In the entries that follow, find the line containing "self.room_count = room_count;", then output exactly every line from the first through that one.

START Task data

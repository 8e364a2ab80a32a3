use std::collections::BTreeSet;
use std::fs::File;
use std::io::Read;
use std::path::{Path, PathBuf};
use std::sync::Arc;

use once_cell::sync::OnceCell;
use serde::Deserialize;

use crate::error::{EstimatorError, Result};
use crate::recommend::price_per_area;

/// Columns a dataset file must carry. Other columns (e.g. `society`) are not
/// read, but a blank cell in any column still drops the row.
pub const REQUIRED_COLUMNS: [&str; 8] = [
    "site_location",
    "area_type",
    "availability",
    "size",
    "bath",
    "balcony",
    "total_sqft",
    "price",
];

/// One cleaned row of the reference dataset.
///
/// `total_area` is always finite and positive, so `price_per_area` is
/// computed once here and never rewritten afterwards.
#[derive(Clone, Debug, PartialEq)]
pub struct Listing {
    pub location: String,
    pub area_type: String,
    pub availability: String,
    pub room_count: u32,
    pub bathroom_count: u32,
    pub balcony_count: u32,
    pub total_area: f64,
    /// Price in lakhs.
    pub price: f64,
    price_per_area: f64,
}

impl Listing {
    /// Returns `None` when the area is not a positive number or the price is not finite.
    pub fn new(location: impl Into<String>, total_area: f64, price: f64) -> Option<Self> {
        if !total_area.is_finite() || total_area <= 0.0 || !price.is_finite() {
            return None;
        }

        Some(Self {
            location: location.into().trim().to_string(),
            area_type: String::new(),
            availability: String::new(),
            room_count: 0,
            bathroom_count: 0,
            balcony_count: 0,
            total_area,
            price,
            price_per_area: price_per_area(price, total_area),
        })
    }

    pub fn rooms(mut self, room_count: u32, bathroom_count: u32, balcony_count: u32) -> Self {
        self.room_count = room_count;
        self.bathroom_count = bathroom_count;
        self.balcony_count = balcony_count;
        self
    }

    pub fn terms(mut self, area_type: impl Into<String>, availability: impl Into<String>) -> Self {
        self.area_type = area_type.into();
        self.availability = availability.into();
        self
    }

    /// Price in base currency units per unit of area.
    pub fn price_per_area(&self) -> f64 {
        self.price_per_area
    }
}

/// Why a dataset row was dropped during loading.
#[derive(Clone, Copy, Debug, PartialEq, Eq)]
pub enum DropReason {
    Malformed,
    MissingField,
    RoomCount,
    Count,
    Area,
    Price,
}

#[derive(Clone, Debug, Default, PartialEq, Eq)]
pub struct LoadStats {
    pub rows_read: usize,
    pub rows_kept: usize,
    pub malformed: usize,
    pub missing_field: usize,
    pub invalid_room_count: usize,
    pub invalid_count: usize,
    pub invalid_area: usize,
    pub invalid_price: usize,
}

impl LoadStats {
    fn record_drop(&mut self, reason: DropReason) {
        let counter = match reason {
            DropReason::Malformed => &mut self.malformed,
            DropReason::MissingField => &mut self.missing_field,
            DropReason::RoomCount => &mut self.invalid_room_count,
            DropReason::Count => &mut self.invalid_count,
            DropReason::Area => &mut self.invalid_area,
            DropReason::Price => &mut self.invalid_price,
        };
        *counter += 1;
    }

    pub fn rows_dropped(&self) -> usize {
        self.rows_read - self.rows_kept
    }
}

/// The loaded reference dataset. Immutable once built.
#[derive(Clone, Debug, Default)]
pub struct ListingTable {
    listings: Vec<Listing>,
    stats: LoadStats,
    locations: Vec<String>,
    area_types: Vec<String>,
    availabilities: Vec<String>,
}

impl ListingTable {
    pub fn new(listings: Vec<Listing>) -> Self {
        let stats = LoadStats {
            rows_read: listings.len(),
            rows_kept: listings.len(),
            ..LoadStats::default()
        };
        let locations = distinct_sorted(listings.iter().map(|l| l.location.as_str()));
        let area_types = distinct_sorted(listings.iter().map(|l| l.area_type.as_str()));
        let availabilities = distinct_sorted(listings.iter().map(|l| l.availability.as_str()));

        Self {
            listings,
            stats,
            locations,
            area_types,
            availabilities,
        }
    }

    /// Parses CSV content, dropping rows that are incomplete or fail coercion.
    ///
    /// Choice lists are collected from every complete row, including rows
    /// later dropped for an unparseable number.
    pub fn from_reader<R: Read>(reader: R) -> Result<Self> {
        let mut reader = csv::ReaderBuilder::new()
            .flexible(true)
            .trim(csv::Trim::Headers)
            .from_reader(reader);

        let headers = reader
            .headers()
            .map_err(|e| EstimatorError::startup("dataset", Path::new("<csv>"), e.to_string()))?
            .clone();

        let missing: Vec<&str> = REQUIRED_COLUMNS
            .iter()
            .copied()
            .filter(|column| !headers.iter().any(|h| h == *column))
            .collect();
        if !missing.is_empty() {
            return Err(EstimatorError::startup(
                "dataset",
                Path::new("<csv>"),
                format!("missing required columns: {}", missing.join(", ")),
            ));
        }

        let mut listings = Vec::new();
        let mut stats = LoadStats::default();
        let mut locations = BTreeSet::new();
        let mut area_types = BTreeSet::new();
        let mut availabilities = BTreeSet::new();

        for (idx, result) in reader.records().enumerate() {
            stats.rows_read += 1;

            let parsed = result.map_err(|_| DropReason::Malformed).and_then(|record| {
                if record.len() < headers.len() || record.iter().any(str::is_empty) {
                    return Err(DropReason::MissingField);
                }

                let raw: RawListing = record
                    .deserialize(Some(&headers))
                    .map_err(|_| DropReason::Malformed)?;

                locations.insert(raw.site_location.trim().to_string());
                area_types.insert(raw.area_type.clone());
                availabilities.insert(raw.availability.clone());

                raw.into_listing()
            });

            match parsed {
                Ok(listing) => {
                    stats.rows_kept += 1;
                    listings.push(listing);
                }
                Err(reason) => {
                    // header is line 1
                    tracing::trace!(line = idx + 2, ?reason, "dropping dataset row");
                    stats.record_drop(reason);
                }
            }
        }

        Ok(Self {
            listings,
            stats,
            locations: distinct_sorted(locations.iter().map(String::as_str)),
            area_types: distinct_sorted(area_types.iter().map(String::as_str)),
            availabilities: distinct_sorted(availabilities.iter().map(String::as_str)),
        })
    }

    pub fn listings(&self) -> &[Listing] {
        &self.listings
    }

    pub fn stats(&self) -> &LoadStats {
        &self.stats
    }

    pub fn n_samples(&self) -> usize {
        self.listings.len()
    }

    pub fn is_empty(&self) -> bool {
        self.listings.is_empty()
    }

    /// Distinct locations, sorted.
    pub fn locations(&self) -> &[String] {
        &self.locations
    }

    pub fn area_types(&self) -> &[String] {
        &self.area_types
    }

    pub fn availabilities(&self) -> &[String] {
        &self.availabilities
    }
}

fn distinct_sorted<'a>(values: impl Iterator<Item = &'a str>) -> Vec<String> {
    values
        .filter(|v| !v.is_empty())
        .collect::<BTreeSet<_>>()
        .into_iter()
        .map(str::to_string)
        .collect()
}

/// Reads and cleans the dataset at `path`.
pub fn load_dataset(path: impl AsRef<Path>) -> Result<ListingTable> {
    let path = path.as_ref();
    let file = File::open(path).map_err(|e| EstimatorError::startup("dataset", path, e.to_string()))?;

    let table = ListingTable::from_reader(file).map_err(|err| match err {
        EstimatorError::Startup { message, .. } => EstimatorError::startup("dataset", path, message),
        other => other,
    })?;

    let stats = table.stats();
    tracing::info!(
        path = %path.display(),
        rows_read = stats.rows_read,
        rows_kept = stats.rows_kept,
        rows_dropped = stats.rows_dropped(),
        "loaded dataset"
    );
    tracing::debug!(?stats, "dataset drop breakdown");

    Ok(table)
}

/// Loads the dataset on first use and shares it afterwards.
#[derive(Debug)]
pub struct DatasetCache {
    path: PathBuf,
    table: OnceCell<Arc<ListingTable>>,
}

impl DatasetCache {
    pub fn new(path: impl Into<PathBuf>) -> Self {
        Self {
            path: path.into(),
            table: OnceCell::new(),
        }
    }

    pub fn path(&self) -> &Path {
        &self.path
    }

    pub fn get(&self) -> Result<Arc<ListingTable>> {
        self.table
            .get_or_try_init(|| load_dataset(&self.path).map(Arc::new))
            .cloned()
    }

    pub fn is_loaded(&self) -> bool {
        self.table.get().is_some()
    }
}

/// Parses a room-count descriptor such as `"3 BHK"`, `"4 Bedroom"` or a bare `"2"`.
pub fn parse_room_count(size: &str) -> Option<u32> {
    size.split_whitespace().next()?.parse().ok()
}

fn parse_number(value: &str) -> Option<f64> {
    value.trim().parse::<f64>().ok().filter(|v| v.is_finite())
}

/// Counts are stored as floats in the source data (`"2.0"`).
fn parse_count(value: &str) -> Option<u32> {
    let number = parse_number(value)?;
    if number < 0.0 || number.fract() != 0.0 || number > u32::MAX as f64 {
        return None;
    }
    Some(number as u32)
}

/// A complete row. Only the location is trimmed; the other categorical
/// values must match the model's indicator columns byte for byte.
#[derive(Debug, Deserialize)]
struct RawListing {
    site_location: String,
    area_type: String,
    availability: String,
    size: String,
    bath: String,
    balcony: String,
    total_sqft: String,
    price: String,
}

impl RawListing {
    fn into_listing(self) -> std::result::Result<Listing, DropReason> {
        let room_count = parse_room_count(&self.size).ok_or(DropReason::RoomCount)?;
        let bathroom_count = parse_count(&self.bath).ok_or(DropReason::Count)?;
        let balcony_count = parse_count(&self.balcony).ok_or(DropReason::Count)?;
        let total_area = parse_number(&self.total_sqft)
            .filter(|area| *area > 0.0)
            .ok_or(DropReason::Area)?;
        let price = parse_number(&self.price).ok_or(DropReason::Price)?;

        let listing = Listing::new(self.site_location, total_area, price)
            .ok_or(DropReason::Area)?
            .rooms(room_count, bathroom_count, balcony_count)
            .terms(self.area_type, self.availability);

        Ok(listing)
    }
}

END Task data

# Reply to the task
repository 8e364a2ab80a32a3
use std::collections::BTreeSet;
use std::fs::File;
use std::io::Read;
use std::path::{Path, PathBuf};
use std::sync::Arc;

use once_cell::sync::OnceCell;
use serde::Deserialize;

use crate::error::{EstimatorError, Result};
use crate::recommend::price_per_area;

/// Columns a dataset file must carry. Other columns (e.g. `society`) are not
/// read, but a blank cell in any column still drops the row.
pub const REQUIRED_COLUMNS: [&str; 8] = [
    "site_location",
    "area_type",
    "availability",
    "size",
    "bath",
    "balcony",
    "total_sqft",
    "price",
];

/// One cleaned row of the reference dataset.
///
/// `total_area` is always finite and positive, so `price_per_area` is
/// computed once here and never rewritten afterwards.
#[derive(Clone, Debug, PartialEq)]
pub struct Listing {
    pub location: String,
    pub area_type: String,
    pub availability: String,
    pub room_count: u32,
    pub bathroom_count: u32,
    pub balcony_count: u32,
    pub total_area: f64,
    /// Price in lakhs.
    pub price: f64,
    price_per_area: f64,
}

impl Listing {
    /// Returns `None` when the area is not a positive number or the price is not finite.
    pub fn new(location: impl Into<String>, total_area: f64, price: f64) -> Option<Self> {
        if !total_area.is_finite() || total_area <= 0.0 || !price.is_finite() {
            return None;
        }

        Some(Self {
            location: location.into().trim().to_string(),
            area_type: String::new(),
            availability: String::new(),
            room_count: 0,
            bathroom_count: 0,
            balcony_count: 0,
            total_area,
            price,
            price_per_area: price_per_area(price, total_area),
        })
    }

    pub fn rooms(mut self, room_count: u32, bathroom_count: u32, balcony_count: u32) -> Self {
        self.room_count = room_count;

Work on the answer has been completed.